49 N.C. 309 | N.C. | 1857
The writs of recordari and certiorari are used in this State, most commonly, as substitutes for appeals, where the appellants had, without default, lost, or been improperly deprived of their right of appeal; and in such cases they have been allowed a trial de novo upon the merits in the Superior Court. They may be used also, the former, as a writ of false judgment, and the latter, as a writ of error; in which case, all that can be discussed and decided in the Superior Court are the form and sufficiency of the proceedings in the inferior tribunals, as they appear upon the face of them. Parker v. Gilreath, 6 Ire. Rep. 221; Webb v. *311 Durham, 7 Ire. Rep. 130; Brooks v. Morgan, 5 Ire. Rep. 481; Commissionersof Raleigh v. Kane, 2 Jones' Rep. 288. The writ of recordari lies to an inferior tribunal, whose proceedings are not recorded, and it is necessarily used as a writ of false judgment, because no writ of error can be brought upon the order, sentence or judgment, of such tribunals. 2 Sellon's Practice, 544.
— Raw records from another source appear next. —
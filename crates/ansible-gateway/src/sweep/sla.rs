//! SLA breach detection with anti-storm controls.
//!
//! Coordinator-only. Deadlines live in each task's `metadata.ansible.sla`
//! block; a breach is escalated exactly once (the escalation timestamp is
//! the guard), and at most `maxMessagesPerSweep` notification messages go
//! out per sweep. Breaches past the budget are still marked escalated with
//! a `message_budget_exhausted` outcome so the next sweep does not
//! re-notify them.

use std::collections::BTreeMap;
use std::time::Duration;

use ansible_core::{
    fresh_id, maps, now_ms, AgentId, Message, NodeId, SlaOutcome, SlaSpec, Task, TaskStatus,
};
use ansible_state::Document;
use serde::{Deserialize, Serialize};
use tokio::sync::broadcast;
use tracing::{debug, info};

use crate::coord;

/// Default sweep cadence.
pub const DEFAULT_SLA_EVERY_SECS: u64 = 300;

/// Default per-sweep notification budget.
pub const DEFAULT_MAX_MESSAGES: usize = 20;

/// One detected breach.
#[derive(Debug, Clone, Serialize, Deserialize)]
#[serde(rename_all = "camelCase")]
pub struct SlaBreach {
    pub task_id: String,
    /// `accept`, `progress`, or `complete`.
    pub breach: String,
    pub targets: Vec<String>,
    pub notified: bool,
    pub reason: String,
}

/// Sweep result, also the tool-surface return shape.
#[derive(Debug, Clone, Serialize, Deserialize)]
#[serde(rename_all = "camelCase")]
pub struct SlaSweepReport {
    pub dry_run: bool,
    pub scanned: usize,
    pub breaches: Vec<SlaBreach>,
    pub breach_count: usize,
    pub escalations_written: usize,
}

/// Sweep controls (resolved from the coordination map plus config
/// fallbacks before each run).
#[derive(Debug, Clone)]
pub struct SlaSweepOptions {
    pub dry_run: bool,
    pub record_only: bool,
    pub max_messages: usize,
    pub fyi_agents: Vec<AgentId>,
}

impl Default for SlaSweepOptions {
    fn default() -> Self {
        Self {
            dry_run: false,
            record_only: false,
            max_messages: DEFAULT_MAX_MESSAGES,
            fyi_agents: Vec::new(),
        }
    }
}

/// Breach types a task can hit, with their guard fields.
fn due_breaches(task: &Task, sla: &SlaSpec, now: i64) -> Vec<&'static str> {
    let mut due = Vec::new();
    if task.status == TaskStatus::Pending
        && sla.accept_by_at.is_some_and(|t| now > t)
        && sla.escalations.accept_at.is_none()
    {
        due.push("accept");
    }
    let active = matches!(task.status, TaskStatus::Claimed | TaskStatus::InProgress);
    if active
        && sla.progress_by_at.is_some_and(|t| now > t)
        && sla.escalations.progress_at.is_none()
    {
        due.push("progress");
    }
    if active
        && sla.complete_by_at.is_some_and(|t| now > t)
        && sla.escalations.complete_at.is_none()
    {
        due.push("complete");
    }
    due
}

fn mark_escalated(sla: &mut SlaSpec, breach: &'static str, now: i64) {
    match breach {
        "accept" => sla.escalations.accept_at = Some(now),
        "progress" => sla.escalations.progress_at = Some(now),
        _ => sla.escalations.complete_at = Some(now),
    }
}

/// Run one sweep over all tasks.
#[must_use]
pub fn sla_sweep(
    doc: &Document,
    node: &NodeId,
    opts: &SlaSweepOptions,
    now: i64,
) -> SlaSweepReport {
    let tasks: Vec<(String, Task)> = doc.entries_as(maps::TASKS);
    let scanned = tasks.len();
    let mut breaches = Vec::new();
    let mut messages_sent = 0usize;

    for (key, task) in tasks {
        let Some(mut sla) = task.sla() else { continue };
        let due = due_breaches(&task, &sla, now);
        if due.is_empty() {
            continue;
        }

        if opts.dry_run {
            for breach in due {
                breaches.push(SlaBreach {
                    task_id: task.id.clone(),
                    breach: breach.to_string(),
                    targets: Vec::new(),
                    notified: false,
                    reason: "dry_run".to_string(),
                });
            }
            continue;
        }

        let mut task = task;
        for breach in due {
            mark_escalated(&mut sla, breach, now);

            let mut targets: Vec<AgentId> = Vec::new();
            targets.push(task.created_by_agent.clone());
            if let Some(claimer) = &task.claimed_by_agent {
                if !targets.contains(claimer) {
                    targets.push(claimer.clone());
                }
            }
            targets.retain(|t| !t.as_str().is_empty());
            if targets.is_empty() {
                targets = opts.fyi_agents.clone();
            }

            let (notified, reason) = if opts.record_only {
                (false, "record_only")
            } else if targets.is_empty() {
                (false, "no_targets")
            } else if messages_sent < opts.max_messages {
                notify(doc, node, &task, breach, &targets, now);
                messages_sent += 1;
                (true, "notified")
            } else {
                (false, "message_budget_exhausted")
            };

            sla.escalation_outcomes.insert(
                breach.to_string(),
                SlaOutcome {
                    at: now,
                    reason: reason.to_string(),
                    targets: if notified { targets.clone() } else { Vec::new() },
                },
            );
            breaches.push(SlaBreach {
                task_id: task.id.clone(),
                breach: breach.to_string(),
                targets: targets.iter().map(ToString::to_string).collect(),
                notified,
                reason: reason.to_string(),
            });
        }

        task.set_sla(&sla);
        doc.set_field(
            maps::TASKS,
            &key,
            "metadata",
            task.metadata.clone().unwrap_or_default(),
        );
    }

    let breach_count = breaches.len();
    if breach_count > 0 {
        info!(
            scanned,
            breach_count, messages_sent, dry_run = opts.dry_run, "sla sweep"
        );
    } else {
        debug!(scanned, "sla sweep found no breaches");
    }
    SlaSweepReport {
        dry_run: opts.dry_run,
        scanned,
        breaches,
        breach_count,
        escalations_written: messages_sent,
    }
}

fn notify(
    doc: &Document,
    node: &NodeId,
    task: &Task,
    breach: &str,
    targets: &[AgentId],
    now: i64,
) {
    let message = Message {
        id: fresh_id(),
        from_agent: node.as_agent(),
        from_node: node.clone(),
        to_agents: targets.to_vec(),
        content: format!(
            "SLA breach ({breach}) on task {}: {} (status {:?})",
            task.id, task.title, task.status
        ),
        timestamp: now,
        updated_at: now,
        read_by_agents: vec![node.as_agent()],
        metadata: None,
        delivery: BTreeMap::new(),
    };
    doc.insert(maps::MESSAGES, &message.id.clone(), &message);
}

/// Run the SLA sweep on its cadence until shutdown, re-reading the
/// coordinator role and the coordination-map knobs on every tick.
pub async fn run_sla(
    doc: Document,
    node: NodeId,
    config: crate::config::SlaSweepConfig,
    mut shutdown_rx: broadcast::Receiver<()>,
) {
    loop {
        let every = u64::try_from(coord::get_i64(
            &doc,
            coord::SLA_SWEEP_EVERY_SECONDS,
            i64::try_from(config.every_seconds).unwrap_or(300),
        ))
        .unwrap_or(DEFAULT_SLA_EVERY_SECS)
        .max(30);

        tokio::select! {
            biased;
            _ = shutdown_rx.recv() => break,
            () = tokio::time::sleep(Duration::from_secs(every)) => {
                if !coord::get_bool(&doc, coord::SLA_SWEEP_ENABLED, config.enabled) {
                    continue;
                }
                if !coord::is_coordinator(&doc, node.as_str()) {
                    continue;
                }
                let opts = SlaSweepOptions {
                    dry_run: false,
                    record_only: coord::get_bool(&doc, coord::SLA_SWEEP_RECORD_ONLY, config.record_only),
                    max_messages: usize::try_from(coord::get_i64(
                        &doc,
                        coord::SLA_SWEEP_MAX_MESSAGES,
                        i64::try_from(config.max_messages_per_sweep).unwrap_or(20),
                    ))
                    .unwrap_or(DEFAULT_MAX_MESSAGES),
                    fyi_agents: {
                        let from_doc = coord::get_string_list(&doc, coord::SLA_SWEEP_FYI_AGENTS);
                        let raw = if from_doc.is_empty() { config.fyi_agents.clone() } else { from_doc };
                        raw.into_iter().map(AgentId::new).collect()
                    },
                };
                let now = now_ms();
                let _ = sla_sweep(&doc, &node, &opts, now);
                doc.insert_value(maps::COORDINATION, coord::SLA_SWEEP_LAST_AT, now.into());
            }
        }
    }
}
The writ of certiorari lies to a court of record, and may be used for the same purpose as a writ of error in the regular form. It is true that, in the case of Brooks v. Morgan, above referred to, it is said by the Court that this writ has been used by necessity for the correction of errors in law, in those cases where the right of appeal has not been given. We cannot perceive any sufficient reason why it may not be so applied in all cases, as it will be but another form of the writ of error. That writ, in England, issues out of the Court of Chancery, but here we have no office in our Court of Chancery out of which to issue a writ. It must, therefore, be issued from the superior to the inferior court of record, and whether it be, in the well known form of the certiorari, or in any other form, can make no difference in the rights of the parties litigant.
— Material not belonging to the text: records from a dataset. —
//! Admission errors.

use ansible_core::ErrorKind;
use thiserror::Error;

/// Errors from bootstrap, invite, ticket and revocation operations.
#[derive(Debug, Error, PartialEq, Eq)]
pub enum AdmissionError {
    #[error("nodes map is not empty; bootstrap refused")]
    AlreadyBootstrapped,

    #[error("node {node} is not authorized for this operation")]
    NotAuthorized { node: String },

    #[error("invite token not found")]
    InvalidToken,

    #[error("invite token expired")]
    ExpiredToken,

    #[error("invite is bound to node {expected}")]
    NodeMismatch { expected: String },

    #[error("invite was already consumed")]
    InviteUsed,

    #[error("ticket not found")]
    InvalidTicket,

    #[error("ticket expired")]
    ExpiredTicket,

    #[error("ticket was already consumed")]
    TicketAlreadyUsed,

    #[error("ticket is bound to node {expected}")]
    TicketNodeMismatch { expected: String },

    #[error("invalid parameter: {0}")]
    InvalidParams(String),
}

impl AdmissionError {
    /// Wire error kind for envelopes and gate rejections.
    #[must_use]
    pub fn kind(&self) -> ErrorKind {
        match self {
            Self::AlreadyBootstrapped | Self::NotAuthorized { .. } => ErrorKind::NotAuthorized,
            Self::InvalidToken => ErrorKind::InvalidToken,
            Self::ExpiredToken => ErrorKind::ExpiredToken,
            Self::NodeMismatch { .. } => ErrorKind::NodeMismatch,
            Self::InviteUsed => ErrorKind::InviteUsed,
            Self::InvalidTicket => ErrorKind::InvalidTicket,
            Self::ExpiredTicket => ErrorKind::ExpiredTicket,
            Self::TicketAlreadyUsed => ErrorKind::TicketAlreadyUsed,
            Self::TicketNodeMismatch { .. } => ErrorKind::TicketNodeMismatch,
            Self::InvalidParams(_) => ErrorKind::InvalidParams,
        }
    }
}

/// Result alias for admission operations.
pub type AdmissionResult<T> = Result<T, AdmissionError>;
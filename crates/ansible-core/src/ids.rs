//! Identifier newtypes.
//!
//! A [`NodeId`] names a host process (typically its stable host name); an
//! [`AgentId`] names a logical agent. Every node doubles as the agent id of
//! its built-in per-host agent, so conversion between the two is lossless.

use serde::{Deserialize, Serialize};
use std::fmt;

/// Opaque, non-empty identifier of a node (host process).
#[derive(Debug, Clone, PartialEq, Eq, PartialOrd, Ord, Hash, Serialize, Deserialize)]
#[serde(transparent)]
pub struct NodeId(String);

impl NodeId {
    /// Wrap a raw string as a node id.
    #[must_use]
    pub fn new(id: impl Into<String>) -> Self {
        Self(id.into())
    }

    /// The raw string form.
    #[must_use]
    pub fn as_str(&self) -> &str {
        &self.0
    }

    /// The built-in per-host agent id for this node.
    #[must_use]
    pub fn as_agent(&self) -> AgentId {
        AgentId(self.0.clone())
    }
}

impl fmt::Display for NodeId {
    fn fmt(&self, f: &mut fmt::Formatter<'_>) -> fmt::Result {
        f.write_str(&self.0)
    }
}

impl From<&str> for NodeId {
    fn from(s: &str) -> Self {
        Self(s.to_string())
    }
}

impl From<String> for NodeId {
    fn from(s: String) -> Self {
        Self(s)
    }
}

/// Opaque, non-empty identifier of a logical agent.
#[derive(Debug, Clone, PartialEq, Eq, PartialOrd, Ord, Hash, Serialize, Deserialize)]
#[serde(transparent)]
pub struct AgentId(String);

impl AgentId {
    /// Wrap a raw string as an agent id.
    #[must_use]
    pub fn new(id: impl Into<String>) -> Self {
        Self(id.into())
    }

    /// The raw string form.
    #[must_use]
    pub fn as_str(&self) -> &str {
        &self.0
    }
}

impl fmt::Display for AgentId {
    fn fmt(&self, f: &mut fmt::Formatter<'_>) -> fmt::Result {
        f.write_str(&self.0)
    }
}

impl From<&str> for AgentId {
    fn from(s: &str) -> Self {
        Self(s.to_string())
    }
}

impl From<String> for AgentId {
    fn from(s: String) -> Self {
        Self(s)
    }
}

impl From<NodeId> for AgentId {
    fn from(node: NodeId) -> Self {
        Self(node.0)
    }
}

#[cfg(test)]
mod tests {
    use super::*;

    #[test]
    fn node_id_round_trips_through_serde() {
        let id = NodeId::new("bb1");
        let json = serde_json::to_string(&id).unwrap();
        assert_eq!(json, "\"bb1\"");
        let back: NodeId = serde_json::from_str(&json).unwrap();
        assert_eq!(back, id);
    }

    #[test]
    fn node_id_doubles_as_agent_id() {
        let node = NodeId::new("edge-7");
        assert_eq!(node.as_agent(), AgentId::new("edge-7"));
    }
}
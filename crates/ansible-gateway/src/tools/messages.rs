//! Message tool operations.

use std::collections::BTreeMap;

use ansible_core::limits::{self, MAX_MESSAGE};
use ansible_core::{fresh_id, maps, now_ms, AgentId, Message};
use serde::{Deserialize, Serialize};
use tracing::{info, warn};

use crate::error::{ToolError, ToolResult};

use super::{Tools, ADMIN_CAPABILITY};

/// Literal confirmation string `delete_messages` requires.
pub const DELETE_CONFIRMATION: &str = "DELETE";

/// Minimum length of the audit reason for destructive deletes.
const MIN_DELETE_REASON: usize = 15;

/// Read view of a message.
#[derive(Debug, Clone, Serialize, Deserialize)]
#[serde(rename_all = "camelCase")]
pub struct MessageView {
    pub id: String,
    pub from: String,
    pub to: Vec<String>,
    pub content: String,
    pub timestamp: i64,
    pub unread: bool,
}

/// Selectors and safeguards for `delete_messages`.
#[derive(Debug, Clone, Default, Serialize, Deserialize)]
#[serde(rename_all = "camelCase", default)]
pub struct DeleteMessagesParams {
    pub ids: Vec<String>,
    pub all: bool,
    pub from: Option<String>,
    pub conversation_id: Option<String>,
    pub before_ts: Option<i64>,
    pub confirm: String,
    pub reason: String,
    pub dry_run: bool,
}

/// Result of `delete_messages`.
#[derive(Debug, Clone, Serialize, Deserialize)]
#[serde(rename_all = "camelCase")]
pub struct DeleteMessagesResult {
    pub dry_run: bool,
    pub matched: usize,
    pub deleted: usize,
}

impl Tools {
    /// Write a message into the shared state. Empty `to` broadcasts.
    pub fn send_message(
        &self,
        content: &str,
        to: Vec<AgentId>,
        metadata: Option<serde_json::Value>,
    ) -> ToolResult<String> {
        self.ensure_authorized()?;
        limits::ensure_len("content", content, MAX_MESSAGE)?;

        let now = now_ms();
        let message = Message {
            id: fresh_id(),
            from_agent: self.self_agent(),
            from_node: self.node().clone(),
            to_agents: to,
            content: content.to_string(),
            timestamp: now,
            updated_at: now,
            read_by_agents: vec![self.self_agent()],
            metadata,
            delivery: BTreeMap::new(),
        };
        let id = message.id.clone();
        self.doc().insert(maps::MESSAGES, &id, &message);
        self.request_reconcile("send_message");
        Ok(id)
    }

    /// List messages, newest first. By default only messages unread by
    /// this node and addressed to it (or broadcast); `all` lifts the
    /// filter and `from` narrows by sender.
    pub fn read_messages(
        &self,
        all: bool,
        from: Option<&str>,
        limit: Option<usize>,
    ) -> ToolResult<Vec<MessageView>> {
        self.ensure_authorized()?;
        let agent = self.self_agent();
        let limit = limit.unwrap_or(20);

        let mut messages: Vec<Message> = self
            .doc()
            .entries_as::<Message>(maps::MESSAGES)
            .into_iter()
            .map(|(_, m)| m)
            .filter(|m| {
                if let Some(from) = from {
                    if m.from_agent.as_str() != from {
                        return false;
                    }
                }
                if all {
                    return true;
                }
                m.from_agent != agent
                    && m.addressed_to(&agent)
                    && !m.read_by_agents.contains(&agent)
            })
            .collect();
        messages.sort_by(|a, b| b.timestamp.cmp(&a.timestamp).then_with(|| b.id.cmp(&a.id)));
        messages.truncate(limit);

        Ok(messages
            .into_iter()
            .map(|m| MessageView {
                unread: !m.read_by_agents.contains(&agent),
                from: m.from_agent.to_string(),
                to: m.to_agents.iter().map(ToString::to_string).collect(),
                id: m.id,
                content: m.content,
                timestamp: m.timestamp,
            })
            .collect())
    }

    /// Mark messages read for this node. Defaults to everything unread.
    ///
    /// # Errors
    ///
    /// Returns [`ToolError::InvalidState`] when there is nothing to mark
    /// (the would-be no-op is surfaced, not swallowed).
    pub fn mark_read(&self, message_ids: Option<&[String]>) -> ToolResult<usize> {
        self.ensure_authorized()?;
        let agent = self.self_agent();

        let targets: Vec<String> = match message_ids {
            Some(ids) => {
                let mut found = Vec::new();
                for id in ids {
                    let message: Message = self
                        .doc()
                        .get_as(maps::MESSAGES, id)
                        .ok_or_else(|| ToolError::NotFound {
                            what: format!("message {id}"),
                        })?;
                    if !message.read_by_agents.contains(&agent) {
                        found.push(id.clone());
                    }
                }
                found
            },
            None => self.unread_for_self().into_iter().map(|(k, _)| k).collect(),
        };

        if targets.is_empty() {
            return Err(ToolError::InvalidState(
                "no unread messages to mark".to_string(),
            ));
        }

        for id in &targets {
            let mut read_by: Vec<String> = self
                .doc()
                .get(maps::MESSAGES, id)
                .and_then(|v| v.get("readBy_agents").cloned())
                .and_then(|v| serde_json::from_value(v).ok())
                .unwrap_or_default();
            read_by.push(agent.as_str().to_string());
            self.doc().set_field(
                maps::MESSAGES,
                id,
                "readBy_agents",
                serde_json::to_value(&read_by).unwrap_or_default(),
            );
        }
        Ok(targets.len())
    }

    /// Destructive message deletion: admin capability, literal
    /// confirmation, a real reason, and at least one selector.
    pub fn delete_messages(&self, params: &DeleteMessagesParams) -> ToolResult<DeleteMessagesResult> {
        self.ensure_authorized()?;
        if !self.has_capability(ADMIN_CAPABILITY) {
            return Err(ToolError::NotAuthorized);
        }
        if params.confirm != DELETE_CONFIRMATION {
            return Err(ToolError::InvalidParams(format!(
                "confirm must be the literal string {DELETE_CONFIRMATION:?}"
            )));
        }
        if params.reason.chars().count() < MIN_DELETE_REASON {
            return Err(ToolError::InvalidParams(format!(
                "reason must be at least {MIN_DELETE_REASON} characters"
            )));
        }
        let has_selector = !params.ids.is_empty()
            || params.all
            || params.from.is_some()
            || params.conversation_id.is_some()
            || params.before_ts.is_some();
        if !has_selector {
            return Err(ToolError::InvalidParams(
                "at least one selector is required".to_string(),
            ));
        }

        let matched: Vec<String> = self
            .doc()
            .entries_as::<Message>(maps::MESSAGES)
            .into_iter()
            .filter(|(key, m)| {
                if !params.ids.is_empty() && !params.ids.contains(key) {
                    return false;
                }
                if let Some(from) = &params.from {
                    if m.from_agent.as_str() != from {
                        return false;
                    }
                }
                if let Some(conversation) = &params.conversation_id {
                    let matches = m
                        .metadata
                        .as_ref()
                        .and_then(|meta| meta.get("conversationId"))
                        .and_then(|v| v.as_str())
                        == Some(conversation.as_str());
                    if !matches {
                        return false;
                    }
                }
                if let Some(before) = params.before_ts {
                    if m.timestamp >= before {
                        return false;
                    }
                }
                true
            })
            .map(|(key, _)| key)
            .collect();

        let result = DeleteMessagesResult {
            dry_run: params.dry_run,
            matched: matched.len(),
            deleted: if params.dry_run { 0 } else { matched.len() },
        };
        if params.dry_run {
            info!(matched = result.matched, "delete_messages dry run");
            return Ok(result);
        }

        for key in &matched {
            self.doc().remove(maps::MESSAGES, key);
        }
        warn!(
            deleted = result.deleted,
            reason = %params.reason,
            "messages deleted by operator"
        );
        Ok(result)
    }
}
The writ of certiorari, in the case now before us, was treated in the Superior Court solely as a writ of error, and his Honor decided upon the errors assigned against the plaintiff in error. The appeal from that decision brings before us the whole record, and it is made our duty to render such judgment, as upon inspection of it, it shall appear to us ought, in law, to be rendered thereon.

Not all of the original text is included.